DATASET START

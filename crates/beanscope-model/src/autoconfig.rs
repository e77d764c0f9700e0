//! Ordering of auto-configuration units.

use std::collections::{BTreeSet, HashMap};
use std::sync::Arc;

use beanscope_core::{ConfigurationUnit, ImportResolver, SearchScope};

use crate::LocalModel;

/// Sorts auto-configuration units into application order.
///
/// Units whose class-presence conditions fail are dropped. The rest are
/// sorted by name, then (stably) by order value, and finally rearranged so
/// that every unit comes after the units it must follow: those it names in
/// its "after" list and those naming it in their "before" list. Cyclic
/// constraints are broken at the first unit visited.
pub struct AutoConfigSorter<'a> {
    resolver: &'a dyn ImportResolver,
    scope: &'a SearchScope,
    default_order: i32,
}

impl<'a> AutoConfigSorter<'a> {
    pub fn new(resolver: &'a dyn ImportResolver, scope: &'a SearchScope, default_order: i32) -> Self {
        Self {
            resolver,
            scope,
            default_order,
        }
    }

    fn passes_class_conditions(&self, model: &LocalModel) -> bool {
        model
            .auto_configure()
            .on_class
            .iter()
            .all(|class| self.resolver.has_class(class, self.scope))
    }

    pub fn sort(&self, models: &[Arc<LocalModel>]) -> Vec<ConfigurationUnit> {
        let mut configs: Vec<&LocalModel> = models
            .iter()
            .map(Arc::as_ref)
            .filter(|model| {
                let passes = self.passes_class_conditions(model);
                if !passes {
                    tracing::debug!(
                        target: "beanscope.model",
                        unit = %model.unit(),
                        "class condition not met; skipping auto-configuration"
                    );
                }
                passes
            })
            .collect();
        // Unit order is handle first, so equal units end up adjacent.
        configs.sort_by(|a, b| a.unit().cmp(b.unit()));
        configs.dedup_by(|a, b| a.unit() == b.unit());
        configs.sort_by_key(|model| model.auto_configure().order.unwrap_or(self.default_order));

        // Several units can share a handle (a class and an XML document).
        let mut by_name: HashMap<&str, Vec<usize>> = HashMap::new();
        for (idx, model) in configs.iter().enumerate() {
            by_name.entry(model.unit().handle()).or_default().push(idx);
        }
        let lookup = |names: &[beanscope_core::SmolStr]| -> Vec<usize> {
            let mut out = Vec::new();
            for name in names {
                for &idx in by_name.get(name.as_str()).into_iter().flatten() {
                    if !out.contains(&idx) {
                        out.push(idx);
                    }
                }
            }
            out
        };

        // requested_after[i]: units that must be placed before unit i.
        let mut requested_after: Vec<Vec<usize>> = configs
            .iter()
            .map(|model| lookup(&model.auto_configure().after))
            .collect();
        for (idx, model) in configs.iter().enumerate() {
            for target in lookup(&model.auto_configure().before) {
                if !requested_after[target].contains(&idx) {
                    requested_after[target].push(idx);
                }
            }
        }

        let mut remaining: BTreeSet<usize> = (0..configs.len()).collect();
        let mut sorted = Vec::with_capacity(configs.len());
        while let Some(next) = remaining.first().copied() {
            place_after_requirements(next, &requested_after, &mut remaining, &mut sorted);
        }

        sorted
            .into_iter()
            .map(|idx| configs[idx].unit().clone())
            .collect()
    }
}

/// Depth-first placement: everything `current` must follow is placed first.
fn place_after_requirements(
    current: usize,
    requested_after: &[Vec<usize>],
    remaining: &mut BTreeSet<usize>,
    sorted: &mut Vec<usize>,
) {
    remaining.remove(&current);
    for &before in &requested_after[current] {
        if remaining.contains(&before) {
            place_after_requirements(before, requested_after, remaining, sorted);
        }
    }
    sorted.push(current);
}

DATASET END

The expected response is the full data, reproduced exactly.

filename crates/beanscope-model/src/autoconfig.rs
repository e77d764c0f9700e0
//! Ordering of auto-configuration units.

use std::collections::{BTreeSet, HashMap};
use std::sync::Arc;

use beanscope_core::{ConfigurationUnit, ImportResolver, SearchScope};

use crate::LocalModel;

/// Sorts auto-configuration units into application order.
///
/// Units whose class-presence conditions fail are dropped. The rest are
/// sorted by name, then (stably) by order value, and finally rearranged so
/// that every unit comes after the units it must follow: those it names in
/// its "after" list and those naming it in their "before" list. Cyclic
/// constraints are broken at the first unit visited.
pub struct AutoConfigSorter<'a> {
    resolver: &'a dyn ImportResolver,
    scope: &'a SearchScope,
    default_order: i32,
}

impl<'a> AutoConfigSorter<'a> {
    pub fn new(resolver: &'a dyn ImportResolver, scope: &'a SearchScope, default_order: i32) -> Self {
        Self {
            resolver,
            scope,
            default_order,
        }
    }

    fn passes_class_conditions(&self, model: &LocalModel) -> bool {
        model
            .auto_configure()
            .on_class
            .iter()
            .all(|class| self.resolver.has_class(class, self.scope))
    }

    pub fn sort(&self, models: &[Arc<LocalModel>]) -> Vec<ConfigurationUnit> {
        let mut configs: Vec<&LocalModel> = models
            .iter()
            .map(Arc::as_ref)
            .filter(|model| {
                let passes = self.passes_class_conditions(model);
                if !passes {
                    tracing::debug!(
                        target: "beanscope.model",
                        unit = %model.unit(),
                        "class condition not met; skipping auto-configuration"
                    );
                }
                passes
            })
            .collect();
        // Unit order is handle first, so equal units end up adjacent.
        configs.sort_by(|a, b| a.unit().cmp(b.unit()));
        configs.dedup_by(|a, b| a.unit() == b.unit());
        configs.sort_by_key(|model| model.auto_configure().order.unwrap_or(self.default_order));

        // Several units can share a handle (a class and an XML document).
        let mut by_name: HashMap<&str, Vec<usize>> = HashMap::new();
        for (idx, model) in configs.iter().enumerate() {
            by_name.entry(model.unit().handle()).or_default().push(idx);
        }
        let lookup = |names: &[beanscope_core::SmolStr]| -> Vec<usize> {
            let mut out = Vec::new();
            for name in names {
                for &idx in by_name.get(name.as_str()).into_iter().flatten() {
                    if !out.contains(&idx) {
                        out.push(idx);
                    }
                }
            }
            out
        };

        // requested_after[i]: units that must be placed before unit i.
        let mut requested_after: Vec<Vec<usize>> = configs
            .iter()
            .map(|model| lookup(&model.auto_configure().after))
            .collect();
        for (idx, model) in configs.iter().enumerate() {
            for target in lookup(&model.auto_configure().before) {
                if !requested_after[target].contains(&idx) {
                    requested_after[target].push(idx);
                }
            }
        }

        let mut remaining: BTreeSet<usize> = (0..configs.len()).collect();
        let mut sorted = Vec::with_capacity(configs.len());
        while let Some(next) = remaining.first().copied() {
            place_after_requirements(next, &requested_after, &mut remaining, &mut sorted);
        }

        sorted
            .into_iter()
            .map(|idx| configs[idx].unit().clone())
            .collect()
    }
}

/// Depth-first placement: everything `current` must follow is placed first.
fn place_after_requirements(
    current: usize,
    requested_after: &[Vec<usize>],
    remaining: &mut BTreeSet<usize>,
    sorted: &mut Vec<usize>,
) {
    remaining.remove(&current);
    for &before in &requested_after[current] {
        if remaining.contains(&before) {
            place_after_requirements(before, requested_after, remaining, sorted);
        }
    }
    sorted.push(current);
}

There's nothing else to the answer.